Cosa serve, dunque, per governare questo passaggio tecnologico?
L’avvento del nuovo manufatturiero, la sfida ambientale e quella delle scienze delle vita richiedono che al centro ci sia un forte sviluppo degli investimenti. Per questo è necessario individuare i migliori strumenti per favorire gli investimenti privati e pubblici anche nel settore ambientale. Ora entriamo in campagna elettorale e si comincia già a parlare di taglio delle tasse. Come contribuente sono contento, ma quello che serve al Paese è che questo taglio delle tasse favorisca gli investimenti.

Come?
Bisogna agevolare interventi selettivi e mirati per favorire gli investimenti privati, come nel caso del pacchetto industria 4.0 dove ci sono il credito di imposta e gli ammortamenti o come avviene con l’ecobonus previsto nella manovra. Allo stesso tempo bisogna allocare al meglio gli investimenti pubblici lavorando sui tempi di «attraversamento» della Pa.

E poi cosa altro serve?
Serve maggiore consapevolezza da parte di tutti. Faccio l’esempio della Sen, nell’ambito della quale ci impegniamo a rispettare accordi internazionali che ci chiedono dei risultati concreti sul fronte dell’impatto ambientale. Se vogliamo arrivare alla decarbonizzazione della produzione elettrica entro il 2025 dobbiamo essere consapevoli che nel frattempo dobbiamo costruire infrastrutture di transizione come quelle sul gas. E dobbiamo crederci sul serio: non si può dire che non si vuole il carbone e il gas o magari si dice sì alle rinnovabili ma non vicino a casa mia. Se nelle Regioni, nei comuni o negli enti locali prende il sopravvento la sindrome Nimby si mette in discussione l’obiettivo che ci siamo dati come Paese e si cavalca solo il rifiuto della modernità.
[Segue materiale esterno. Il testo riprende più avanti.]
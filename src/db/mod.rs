//! Database module.
//!
//! SQLite-backed persistence for folders and the URL nodes they contain.

mod models;
mod store;

pub use models::*;
pub use store::*;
Come si raggiunge questa consapevolezza?
Fissando una lista precisa e trasparente di infrastrutture e semplificazione che servono al Paese. Perché questa fase di transizione va vissuta non con una visione tattica, ma strategica. Non è una partita ambiente contro industria: si gioca insieme per sviluppare le tecnologie del futuro con le sfide per l’ambiente che possono diventare una occasione per lo sviluppo.